At the urging of the overseers, skeletons trooped across the walkways to the great platforms clinging to the core. Occupying each platform was a millstone-like ring of shadeglass, dotted with turning spokes of bone. These lined the core’s length, from top to bottom, one atop the next, rising upwards along the spine. Strange sigils marked the crudely carved circumference of each ring, and these glowed with a pallid radiance.

‘The time has come,’ Nagash said, as the last of the skeletons assumed its position. The walls of the shaft hummed in time to his words. As one, his servants stiffened, their witch-light gazes fixed upon him. ‘Go to your prepared places, and bend yourself against the wheel of progress. Let it turn and time itself be ground between the stones of my will.’

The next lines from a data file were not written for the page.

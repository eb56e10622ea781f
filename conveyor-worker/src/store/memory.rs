// Copyright 2024 Golem Cloud
//
// Licensed under the Apache License, Version 2.0 (the "License");
// you may not use this file except in compliance with the License.
// You may obtain a copy of the License at
//
//     http://www.apache.org/licenses/LICENSE-2.0
//
// Unless required by applicable law or agreed to in writing, software
// distributed under the License is distributed on an "AS IS" BASIS,
// WITHOUT WARRANTIES OR CONDITIONS OF ANY KIND, either express or implied.
// See the License for the specific language governing permissions and
// limitations under the License.

use std::collections::{HashMap, HashSet};
use std::sync::{Arc, Mutex};
use std::time::Duration;

use async_trait::async_trait;
use chrono::{DateTime, Utc};
use uuid::Uuid;

use crate::model::{
    NewTask, TaskId, TaskRecord, TaskScheduleRecord, TaskState, VersionMap, WorkerRecord,
};
use crate::store::{AdvisoryLock, AdvisoryLockGuard, StoreError, TaskStore};

#[derive(Debug, Default)]
struct State {
    tasks: HashMap<TaskId, TaskRecord>,
    workers: HashMap<String, WorkerRecord>,
    schedules: HashMap<String, TaskScheduleRecord>,
    advisory_locks: HashSet<AdvisoryLock>,
}

/// In-process task store used by the test suites.
#[derive(Clone, Default)]
pub struct InMemoryTaskStore {
    state: Arc<Mutex<State>>,
}

impl InMemoryTaskStore {
    pub fn new() -> Self {
        Self::default()
    }

    /// Rewrites a worker's heartbeat, letting tests age a worker into
    /// the missing state without waiting out the TTL.
    pub fn set_worker_heartbeat(&self, name: &str, last_heartbeat: DateTime<Utc>) {
        let mut state = self.state.lock().unwrap();
        if let Some(worker) = state.workers.get_mut(name) {
            worker.last_heartbeat = last_heartbeat;
        }
    }

    /// Backdates a task's creation time, for queue-depth and ordering
    /// tests.
    pub fn set_task_created_at(&self, id: &TaskId, created_at: DateTime<Utc>) {
        let mut state = self.state.lock().unwrap();
        if let Some(task) = state.tasks.get_mut(id) {
            task.created_at = created_at;
        }
    }

    pub fn task_state(&self, id: &TaskId) -> Option<TaskState> {
        let state = self.state.lock().unwrap();
        state.tasks.get(id).map(|task| task.state)
    }

    pub fn worker_names(&self) -> Vec<String> {
        let state = self.state.lock().unwrap();
        let mut names: Vec<String> = state.workers.keys().cloned().collect();
        names.sort();
        names
    }

    fn update_task(
        &self,
        id: &TaskId,
        update: impl FnOnce(&mut TaskRecord),
    ) -> Result<(), StoreError> {
        let mut state = self.state.lock().unwrap();
        match state.tasks.get_mut(id) {
            Some(task) => {
                update(task);
                Ok(())
            }
            None => Err(StoreError::internal(format!("no such task: {id}"))),
        }
    }
}

struct InMemoryAdvisoryLockGuard {
    state: Arc<Mutex<State>>,
    lock: AdvisoryLock,
}

impl Drop for InMemoryAdvisoryLockGuard {
    fn drop(&mut self) {
        self.state.lock().unwrap().advisory_locks.remove(&self.lock);
    }
}

#[async_trait]
impl AdvisoryLockGuard for InMemoryAdvisoryLockGuard {
    async fn release(self: Box<Self>) -> Result<(), StoreError> {
        Ok(())
    }
}

#[async_trait]
impl TaskStore for InMemoryTaskStore {
    async fn waiting_tasks(
        &self,
        limit: usize,
        exclude: &HashSet<TaskId>,
    ) -> Result<Vec<TaskRecord>, StoreError> {
        let state = self.state.lock().unwrap();
        let mut waiting: Vec<TaskRecord> = state
            .tasks
            .values()
            .filter(|task| task.state == TaskState::Waiting && !exclude.contains(&task.id))
            .cloned()
            .collect();
        waiting.sort_by(|a, b| (a.created_at, a.id).cmp(&(b.created_at, b.id)));
        waiting.truncate(limit);
        Ok(waiting)
    }

    async fn task(&self, id: &TaskId) -> Result<Option<TaskRecord>, StoreError> {
        let state = self.state.lock().unwrap();
        Ok(state.tasks.get(id).cloned())
    }

    async fn insert_task(&self, new_task: NewTask) -> Result<TaskRecord, StoreError> {
        let task = TaskRecord {
            id: TaskId::new(),
            name: new_task.name,
            state: TaskState::Waiting,
            created_at: Utc::now(),
            started_at: None,
            finished_at: None,
            reserved_resources: new_task.reserved_resources,
            immediate: new_task.immediate,
            versions: new_task.versions,
            domain_name: new_task.domain_name,
            error: None,
        };
        let mut state = self.state.lock().unwrap();
        state.tasks.insert(task.id, task.clone());
        Ok(task)
    }

    async fn set_task_started(&self, id: &TaskId) -> Result<(), StoreError> {
        self.update_task(id, |task| {
            task.state = TaskState::Running;
            task.started_at = Some(Utc::now());
        })
    }

    async fn set_task_completed(&self, id: &TaskId) -> Result<(), StoreError> {
        self.update_task(id, |task| {
            task.state = TaskState::Completed;
            task.finished_at = Some(Utc::now());
        })
    }

    async fn set_task_failed(&self, id: &TaskId, error: &str) -> Result<bool, StoreError> {
        let mut state = self.state.lock().unwrap();
        match state.tasks.get_mut(id) {
            Some(task) if !task.state.is_final() => {
                task.state = TaskState::Failed;
                task.finished_at = Some(Utc::now());
                task.error = Some(error.to_string());
                Ok(true)
            }
            _ => Ok(false),
        }
    }

    async fn incomplete_tasks_of(&self, ids: &[TaskId]) -> Result<Vec<TaskId>, StoreError> {
        let state = self.state.lock().unwrap();
        Ok(ids
            .iter()
            .filter(|id| {
                state
                    .tasks
                    .get(id)
                    .map(|task| !task.state.is_final())
                    .unwrap_or(false)
            })
            .copied()
            .collect())
    }

    async fn count_tasks_not_final_older_than(&self, age: Duration) -> Result<i64, StoreError> {
        let cutoff = Utc::now()
            - chrono::Duration::from_std(age)
                .map_err(|e| StoreError::internal(format!("invalid age: {e}")))?;
        let state = self.state.lock().unwrap();
        Ok(state
            .tasks
            .values()
            .filter(|task| !task.state.is_final() && task.created_at < cutoff)
            .count() as i64)
    }

    async fn upsert_worker(&self, name: &str, versions: &VersionMap) -> Result<(), StoreError> {
        let mut state = self.state.lock().unwrap();
        state.workers.insert(
            name.to_string(),
            WorkerRecord {
                name: name.to_string(),
                app_type: "worker".to_string(),
                last_heartbeat: Utc::now(),
                versions: versions.clone(),
            },
        );
        Ok(())
    }

    async fn touch_worker(&self, name: &str) -> Result<bool, StoreError> {
        let mut state = self.state.lock().unwrap();
        match state.workers.get_mut(name) {
            Some(worker) => {
                worker.last_heartbeat = Utc::now();
                Ok(true)
            }
            None => Ok(false),
        }
    }

    async fn delete_worker(&self, name: &str) -> Result<(), StoreError> {
        let mut state = self.state.lock().unwrap();
        state.workers.remove(name);
        Ok(())
    }

    async fn online_worker_count(&self, ttl: Duration) -> Result<usize, StoreError> {
        let cutoff = Utc::now()
            - chrono::Duration::from_std(ttl)
                .map_err(|e| StoreError::internal(format!("invalid ttl: {e}")))?;
        let state = self.state.lock().unwrap();
        Ok(state
            .workers
            .values()
            .filter(|worker| worker.last_heartbeat >= cutoff)
            .count())
    }

    async fn missing_workers(&self, ttl: Duration) -> Result<Vec<WorkerRecord>, StoreError> {
        let cutoff = Utc::now()
            - chrono::Duration::from_std(ttl)
                .map_err(|e| StoreError::internal(format!("invalid ttl: {e}")))?;
        let state = self.state.lock().unwrap();
        let mut missing: Vec<WorkerRecord> = state
            .workers
            .values()
            .filter(|worker| worker.last_heartbeat < cutoff)
            .cloned()
            .collect();
        missing.sort_by(|a, b| a.name.cmp(&b.name));
        Ok(missing)
    }

    async fn upsert_schedule(
        &self,
        name: &str,
        task_name: &str,
        dispatch_interval: Duration,
    ) -> Result<(), StoreError> {
        let mut state = self.state.lock().unwrap();
        match state.schedules.get_mut(name) {
            Some(schedule) => {
                schedule.task_name = task_name.to_string();
                schedule.dispatch_interval = dispatch_interval;
            }
            None => {
                state.schedules.insert(
                    name.to_string(),
                    TaskScheduleRecord {
                        id: Uuid::new_v4(),
                        name: name.to_string(),
                        task_name: task_name.to_string(),
                        dispatch_interval,
                        next_dispatch: Utc::now(),
                    },
                );
            }
        }
        Ok(())
    }

    async fn due_schedules(
        &self,
        now: DateTime<Utc>,
    ) -> Result<Vec<TaskScheduleRecord>, StoreError> {
        let state = self.state.lock().unwrap();
        let mut due: Vec<TaskScheduleRecord> = state
            .schedules
            .values()
            .filter(|schedule| schedule.next_dispatch <= now)
            .cloned()
            .collect();
        due.sort_by(|a, b| a.name.cmp(&b.name));
        Ok(due)
    }

    async fn mark_schedule_dispatched(
        &self,
        id: &Uuid,
        next_dispatch: DateTime<Utc>,
    ) -> Result<(), StoreError> {
        let mut state = self.state.lock().unwrap();
        for schedule in state.schedules.values_mut() {
            if schedule.id == *id {
                schedule.next_dispatch = next_dispatch;
            }
        }
        Ok(())
    }

    async fn try_advisory_lock(
        &self,
        lock: AdvisoryLock,
    ) -> Result<Option<Box<dyn AdvisoryLockGuard>>, StoreError> {
        let mut state = self.state.lock().unwrap();
        if state.advisory_locks.insert(lock) {
            Ok(Some(Box::new(InMemoryAdvisoryLockGuard {
                state: self.state.clone(),
                lock,
            })))
        } else {
            Ok(None)
        }
    }
}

The fleshless shoulders of princes and slaves alike bent to the spokes of each wheel. As the skeletons pushed against the spokes, the stone rings began to move. A thunderous, grinding growl filled the air. Violet lightning flashed across the facets of the web and sprang outwards, striking the polished walls of the shaft.

A rumble began, far below. It shuddered upwards through the pyra­mid, shaking it to its upside-down foundations. Loose grave-sand sifted down like dry rain. Nagash, still standing atop the largest walkway, stretched out a talon, gathering together the strands of crackling energy that seared the air. With precise, calculated movements, he looped the shimmering skeins of magic about his forearms, as if they were chains. The skeins flared, burning as he pulled them taut, but he ignored the pain. After all, what was pain to a god?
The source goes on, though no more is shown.